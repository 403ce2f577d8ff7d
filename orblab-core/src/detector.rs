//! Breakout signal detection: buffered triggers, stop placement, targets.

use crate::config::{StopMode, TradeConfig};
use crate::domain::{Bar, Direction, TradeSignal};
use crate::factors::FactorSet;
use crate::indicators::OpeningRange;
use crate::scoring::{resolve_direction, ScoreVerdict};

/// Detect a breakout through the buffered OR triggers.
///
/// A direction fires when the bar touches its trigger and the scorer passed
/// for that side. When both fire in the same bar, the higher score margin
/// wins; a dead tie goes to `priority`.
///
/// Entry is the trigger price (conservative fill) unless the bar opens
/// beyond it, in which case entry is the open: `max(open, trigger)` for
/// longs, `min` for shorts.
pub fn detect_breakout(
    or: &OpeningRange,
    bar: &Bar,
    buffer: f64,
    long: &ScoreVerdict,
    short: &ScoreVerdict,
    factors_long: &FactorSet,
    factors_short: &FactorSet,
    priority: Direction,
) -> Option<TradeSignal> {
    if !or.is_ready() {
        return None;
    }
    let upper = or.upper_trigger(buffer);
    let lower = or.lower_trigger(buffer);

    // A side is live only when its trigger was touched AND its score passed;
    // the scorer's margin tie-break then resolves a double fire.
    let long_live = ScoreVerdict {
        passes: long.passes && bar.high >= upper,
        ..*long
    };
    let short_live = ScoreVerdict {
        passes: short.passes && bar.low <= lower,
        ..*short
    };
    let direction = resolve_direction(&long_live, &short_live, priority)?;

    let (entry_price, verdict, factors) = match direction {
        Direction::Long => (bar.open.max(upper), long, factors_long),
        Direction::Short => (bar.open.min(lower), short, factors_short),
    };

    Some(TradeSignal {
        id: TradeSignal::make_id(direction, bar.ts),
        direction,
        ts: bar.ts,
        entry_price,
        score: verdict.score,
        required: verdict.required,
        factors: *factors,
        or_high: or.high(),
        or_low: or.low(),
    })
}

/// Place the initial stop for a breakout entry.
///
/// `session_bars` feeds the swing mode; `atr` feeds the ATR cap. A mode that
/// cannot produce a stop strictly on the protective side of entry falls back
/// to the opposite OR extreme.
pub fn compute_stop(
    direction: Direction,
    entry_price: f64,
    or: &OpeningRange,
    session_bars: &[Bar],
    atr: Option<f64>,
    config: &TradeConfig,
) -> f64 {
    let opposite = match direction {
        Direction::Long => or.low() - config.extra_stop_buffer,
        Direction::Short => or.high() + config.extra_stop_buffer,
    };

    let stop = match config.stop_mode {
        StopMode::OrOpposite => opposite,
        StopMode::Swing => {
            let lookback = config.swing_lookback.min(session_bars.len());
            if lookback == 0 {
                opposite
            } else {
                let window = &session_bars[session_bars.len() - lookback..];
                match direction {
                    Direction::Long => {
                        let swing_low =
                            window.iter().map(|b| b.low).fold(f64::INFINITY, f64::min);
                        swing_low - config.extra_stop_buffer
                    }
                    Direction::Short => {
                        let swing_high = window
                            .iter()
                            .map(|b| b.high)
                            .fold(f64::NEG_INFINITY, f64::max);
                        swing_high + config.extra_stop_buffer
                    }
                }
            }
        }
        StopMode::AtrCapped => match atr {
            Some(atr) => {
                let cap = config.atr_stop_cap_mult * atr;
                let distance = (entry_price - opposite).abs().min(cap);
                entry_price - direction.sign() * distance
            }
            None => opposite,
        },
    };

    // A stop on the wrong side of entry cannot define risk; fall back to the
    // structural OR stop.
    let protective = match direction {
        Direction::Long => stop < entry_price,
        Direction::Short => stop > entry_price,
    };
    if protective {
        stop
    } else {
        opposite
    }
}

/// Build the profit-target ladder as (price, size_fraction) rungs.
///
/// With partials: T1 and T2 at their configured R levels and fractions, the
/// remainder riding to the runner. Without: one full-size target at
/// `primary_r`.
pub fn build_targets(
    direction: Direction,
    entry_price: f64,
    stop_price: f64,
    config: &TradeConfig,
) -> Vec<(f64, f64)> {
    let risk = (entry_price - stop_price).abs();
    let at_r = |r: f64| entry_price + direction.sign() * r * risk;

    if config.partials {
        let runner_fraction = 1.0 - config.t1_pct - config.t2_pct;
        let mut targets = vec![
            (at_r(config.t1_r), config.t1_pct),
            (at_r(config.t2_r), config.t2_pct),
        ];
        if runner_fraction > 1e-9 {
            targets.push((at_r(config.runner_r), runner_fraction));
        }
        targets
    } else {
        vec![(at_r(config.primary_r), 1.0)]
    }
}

--

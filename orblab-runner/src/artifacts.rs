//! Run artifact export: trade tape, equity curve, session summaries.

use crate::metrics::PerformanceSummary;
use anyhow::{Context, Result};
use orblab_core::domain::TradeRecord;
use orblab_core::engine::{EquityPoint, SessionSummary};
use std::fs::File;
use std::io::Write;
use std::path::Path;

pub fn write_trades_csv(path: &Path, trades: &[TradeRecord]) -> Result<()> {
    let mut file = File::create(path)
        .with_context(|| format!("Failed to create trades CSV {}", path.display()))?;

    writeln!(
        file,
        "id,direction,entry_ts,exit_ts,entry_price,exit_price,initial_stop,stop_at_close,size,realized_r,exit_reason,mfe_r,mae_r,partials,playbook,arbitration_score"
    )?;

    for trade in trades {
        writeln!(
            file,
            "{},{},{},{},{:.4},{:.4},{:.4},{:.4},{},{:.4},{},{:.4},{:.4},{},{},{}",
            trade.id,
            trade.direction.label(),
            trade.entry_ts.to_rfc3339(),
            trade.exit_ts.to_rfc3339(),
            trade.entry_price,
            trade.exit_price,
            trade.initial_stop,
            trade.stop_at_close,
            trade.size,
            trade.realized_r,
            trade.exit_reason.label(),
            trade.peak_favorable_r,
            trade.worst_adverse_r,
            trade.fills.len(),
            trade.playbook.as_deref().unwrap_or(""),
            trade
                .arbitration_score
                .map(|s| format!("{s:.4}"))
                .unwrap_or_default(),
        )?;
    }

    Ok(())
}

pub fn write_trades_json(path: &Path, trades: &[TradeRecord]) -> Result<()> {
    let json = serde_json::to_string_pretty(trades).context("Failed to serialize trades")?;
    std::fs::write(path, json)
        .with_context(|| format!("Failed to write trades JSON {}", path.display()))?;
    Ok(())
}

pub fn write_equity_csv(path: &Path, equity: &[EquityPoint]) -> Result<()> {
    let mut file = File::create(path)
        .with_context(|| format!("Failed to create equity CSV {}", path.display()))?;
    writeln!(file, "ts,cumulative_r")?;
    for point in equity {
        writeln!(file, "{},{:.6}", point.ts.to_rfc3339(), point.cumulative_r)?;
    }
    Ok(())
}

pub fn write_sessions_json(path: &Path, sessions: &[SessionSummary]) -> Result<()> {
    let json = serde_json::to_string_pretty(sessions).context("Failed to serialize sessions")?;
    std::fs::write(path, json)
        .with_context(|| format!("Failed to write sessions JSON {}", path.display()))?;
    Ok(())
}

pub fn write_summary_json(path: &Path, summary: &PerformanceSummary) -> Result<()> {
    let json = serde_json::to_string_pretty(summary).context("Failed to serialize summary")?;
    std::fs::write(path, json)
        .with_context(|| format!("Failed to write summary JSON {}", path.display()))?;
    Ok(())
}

What is needed » Within the data above, the span starting at the line containing "repository 403ce2f577d8ff7d" and ending at the line containing "use crate::indicators::OpeningRange;" is to be retyped exactly, with no other lines.

Final answer »
repository 403ce2f577d8ff7d
filename orblab-core/src/detector.rs
//! Breakout signal detection: buffered triggers, stop placement, targets.

use crate::config::{StopMode, TradeConfig};
use crate::domain::{Bar, Direction, TradeSignal};
use crate::factors::FactorSet;
use crate::indicators::OpeningRange;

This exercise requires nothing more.